── DATA FOR THIS TASK ──

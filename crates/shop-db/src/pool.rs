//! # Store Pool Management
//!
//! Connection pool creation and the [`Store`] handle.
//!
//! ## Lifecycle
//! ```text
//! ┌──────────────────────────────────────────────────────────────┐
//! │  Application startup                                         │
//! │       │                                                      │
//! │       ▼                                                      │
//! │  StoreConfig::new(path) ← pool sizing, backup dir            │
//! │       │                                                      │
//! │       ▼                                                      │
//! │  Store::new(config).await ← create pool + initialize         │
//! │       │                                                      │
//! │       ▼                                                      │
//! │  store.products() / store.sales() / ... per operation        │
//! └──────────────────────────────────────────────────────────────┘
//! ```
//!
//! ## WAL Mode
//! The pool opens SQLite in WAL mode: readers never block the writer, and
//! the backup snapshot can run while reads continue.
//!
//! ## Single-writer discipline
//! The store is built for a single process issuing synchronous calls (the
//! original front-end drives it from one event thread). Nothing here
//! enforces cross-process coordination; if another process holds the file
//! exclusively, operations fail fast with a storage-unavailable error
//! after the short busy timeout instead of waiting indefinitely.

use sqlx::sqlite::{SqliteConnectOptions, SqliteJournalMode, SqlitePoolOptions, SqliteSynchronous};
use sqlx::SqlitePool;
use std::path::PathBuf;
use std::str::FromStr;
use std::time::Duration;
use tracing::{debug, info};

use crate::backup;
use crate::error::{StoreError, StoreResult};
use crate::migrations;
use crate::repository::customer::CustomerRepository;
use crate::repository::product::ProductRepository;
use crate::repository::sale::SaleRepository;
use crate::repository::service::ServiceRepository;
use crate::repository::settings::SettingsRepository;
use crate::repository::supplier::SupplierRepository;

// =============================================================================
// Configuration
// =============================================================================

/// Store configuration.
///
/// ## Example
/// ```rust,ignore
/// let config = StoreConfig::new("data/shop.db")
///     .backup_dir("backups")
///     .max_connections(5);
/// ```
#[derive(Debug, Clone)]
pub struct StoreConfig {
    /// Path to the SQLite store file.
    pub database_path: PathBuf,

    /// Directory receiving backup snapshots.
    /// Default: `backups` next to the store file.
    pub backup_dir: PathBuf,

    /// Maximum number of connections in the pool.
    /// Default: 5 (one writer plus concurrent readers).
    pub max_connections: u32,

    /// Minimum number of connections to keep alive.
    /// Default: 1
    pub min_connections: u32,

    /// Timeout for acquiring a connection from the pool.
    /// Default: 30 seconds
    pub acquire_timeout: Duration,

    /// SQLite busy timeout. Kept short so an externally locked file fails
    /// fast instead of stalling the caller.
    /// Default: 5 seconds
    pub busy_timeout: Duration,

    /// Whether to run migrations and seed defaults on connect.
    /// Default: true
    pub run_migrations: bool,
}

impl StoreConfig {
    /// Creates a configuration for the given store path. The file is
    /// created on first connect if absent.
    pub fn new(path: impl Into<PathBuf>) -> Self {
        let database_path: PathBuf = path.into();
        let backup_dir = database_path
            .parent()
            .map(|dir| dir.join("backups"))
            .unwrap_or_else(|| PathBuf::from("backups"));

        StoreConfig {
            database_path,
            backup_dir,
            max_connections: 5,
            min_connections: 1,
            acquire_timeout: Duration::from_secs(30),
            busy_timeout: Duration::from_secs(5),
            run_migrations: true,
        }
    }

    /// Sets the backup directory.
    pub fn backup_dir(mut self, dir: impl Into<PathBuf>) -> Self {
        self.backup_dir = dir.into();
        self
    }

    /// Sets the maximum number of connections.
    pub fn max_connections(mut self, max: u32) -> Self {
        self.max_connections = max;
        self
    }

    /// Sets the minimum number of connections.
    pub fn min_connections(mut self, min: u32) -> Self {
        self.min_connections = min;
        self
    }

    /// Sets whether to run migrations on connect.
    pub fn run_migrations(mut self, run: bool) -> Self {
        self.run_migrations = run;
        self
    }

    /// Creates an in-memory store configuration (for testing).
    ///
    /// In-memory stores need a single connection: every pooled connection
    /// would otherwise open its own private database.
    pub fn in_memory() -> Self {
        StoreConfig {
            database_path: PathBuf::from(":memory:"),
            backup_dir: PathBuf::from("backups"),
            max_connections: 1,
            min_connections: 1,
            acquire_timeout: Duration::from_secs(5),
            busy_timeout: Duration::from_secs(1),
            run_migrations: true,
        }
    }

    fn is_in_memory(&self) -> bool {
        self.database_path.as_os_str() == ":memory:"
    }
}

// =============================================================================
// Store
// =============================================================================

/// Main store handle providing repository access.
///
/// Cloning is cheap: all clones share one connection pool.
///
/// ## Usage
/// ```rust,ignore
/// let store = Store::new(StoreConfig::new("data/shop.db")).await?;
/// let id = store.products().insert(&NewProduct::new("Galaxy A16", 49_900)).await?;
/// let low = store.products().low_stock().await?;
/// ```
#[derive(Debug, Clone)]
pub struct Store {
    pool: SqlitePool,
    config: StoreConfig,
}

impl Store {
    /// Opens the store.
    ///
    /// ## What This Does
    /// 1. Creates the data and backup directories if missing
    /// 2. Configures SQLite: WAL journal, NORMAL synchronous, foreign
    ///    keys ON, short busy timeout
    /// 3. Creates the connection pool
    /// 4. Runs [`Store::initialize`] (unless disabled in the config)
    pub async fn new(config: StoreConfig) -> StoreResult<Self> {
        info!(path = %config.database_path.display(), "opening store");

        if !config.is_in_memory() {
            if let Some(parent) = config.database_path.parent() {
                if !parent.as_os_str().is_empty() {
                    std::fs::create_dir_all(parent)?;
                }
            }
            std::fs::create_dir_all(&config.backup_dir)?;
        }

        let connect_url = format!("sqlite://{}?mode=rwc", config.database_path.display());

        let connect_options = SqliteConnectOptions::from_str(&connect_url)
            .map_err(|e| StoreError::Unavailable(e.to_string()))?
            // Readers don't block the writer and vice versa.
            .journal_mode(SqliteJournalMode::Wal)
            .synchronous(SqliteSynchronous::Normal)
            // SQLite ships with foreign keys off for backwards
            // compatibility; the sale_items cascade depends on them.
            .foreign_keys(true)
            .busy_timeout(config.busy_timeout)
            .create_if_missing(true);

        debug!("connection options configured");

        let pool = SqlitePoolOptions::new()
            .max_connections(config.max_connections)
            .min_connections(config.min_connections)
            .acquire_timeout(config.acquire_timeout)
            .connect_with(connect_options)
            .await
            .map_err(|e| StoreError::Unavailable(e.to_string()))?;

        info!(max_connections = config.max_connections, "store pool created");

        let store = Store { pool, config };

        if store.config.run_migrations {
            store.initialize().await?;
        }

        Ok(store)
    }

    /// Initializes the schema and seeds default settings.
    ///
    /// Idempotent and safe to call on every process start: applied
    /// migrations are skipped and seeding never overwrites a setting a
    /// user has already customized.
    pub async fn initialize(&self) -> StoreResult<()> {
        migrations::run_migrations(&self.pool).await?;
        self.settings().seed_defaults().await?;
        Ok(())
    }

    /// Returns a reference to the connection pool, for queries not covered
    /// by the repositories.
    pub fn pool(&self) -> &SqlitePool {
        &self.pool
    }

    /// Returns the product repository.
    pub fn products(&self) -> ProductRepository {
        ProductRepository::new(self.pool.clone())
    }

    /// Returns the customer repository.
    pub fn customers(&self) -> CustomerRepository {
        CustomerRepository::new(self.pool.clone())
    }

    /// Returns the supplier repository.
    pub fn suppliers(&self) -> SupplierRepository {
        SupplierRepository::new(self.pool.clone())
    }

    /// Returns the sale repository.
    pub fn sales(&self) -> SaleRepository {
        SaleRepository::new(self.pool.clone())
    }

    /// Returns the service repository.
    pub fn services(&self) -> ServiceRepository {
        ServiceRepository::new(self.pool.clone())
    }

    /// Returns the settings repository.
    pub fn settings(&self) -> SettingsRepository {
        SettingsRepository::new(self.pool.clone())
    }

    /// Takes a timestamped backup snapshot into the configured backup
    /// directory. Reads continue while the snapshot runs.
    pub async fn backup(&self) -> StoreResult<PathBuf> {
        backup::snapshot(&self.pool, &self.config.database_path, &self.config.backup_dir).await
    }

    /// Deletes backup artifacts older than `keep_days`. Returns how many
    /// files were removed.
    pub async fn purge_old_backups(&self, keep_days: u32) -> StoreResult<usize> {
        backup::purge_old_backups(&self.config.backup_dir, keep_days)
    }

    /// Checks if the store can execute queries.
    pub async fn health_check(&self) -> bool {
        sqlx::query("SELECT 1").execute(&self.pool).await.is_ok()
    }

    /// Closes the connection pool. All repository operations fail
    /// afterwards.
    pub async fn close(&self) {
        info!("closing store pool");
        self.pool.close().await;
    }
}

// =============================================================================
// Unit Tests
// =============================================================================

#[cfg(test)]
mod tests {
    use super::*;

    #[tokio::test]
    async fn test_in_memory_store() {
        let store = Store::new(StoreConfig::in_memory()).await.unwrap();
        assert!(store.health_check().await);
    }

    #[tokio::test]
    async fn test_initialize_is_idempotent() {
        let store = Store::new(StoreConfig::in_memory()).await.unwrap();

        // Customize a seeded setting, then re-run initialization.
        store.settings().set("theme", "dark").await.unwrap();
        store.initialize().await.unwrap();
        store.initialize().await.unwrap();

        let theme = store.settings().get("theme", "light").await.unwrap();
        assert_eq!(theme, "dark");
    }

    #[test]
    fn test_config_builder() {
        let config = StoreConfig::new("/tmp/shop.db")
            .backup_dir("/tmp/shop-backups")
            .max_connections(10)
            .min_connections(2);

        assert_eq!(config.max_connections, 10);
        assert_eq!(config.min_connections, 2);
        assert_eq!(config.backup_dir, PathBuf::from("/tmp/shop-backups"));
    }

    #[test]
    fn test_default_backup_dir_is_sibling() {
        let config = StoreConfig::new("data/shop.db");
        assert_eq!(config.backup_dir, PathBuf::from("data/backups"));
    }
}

───

=== TASK TO COMPLETE ===
In the records above, locate each line with the word "every". Copy all such lines.

=== TASK ANSWER ===
    /// In-memory stores need a single connection: every pooled connection
    /// Idempotent and safe to call on every process start: applied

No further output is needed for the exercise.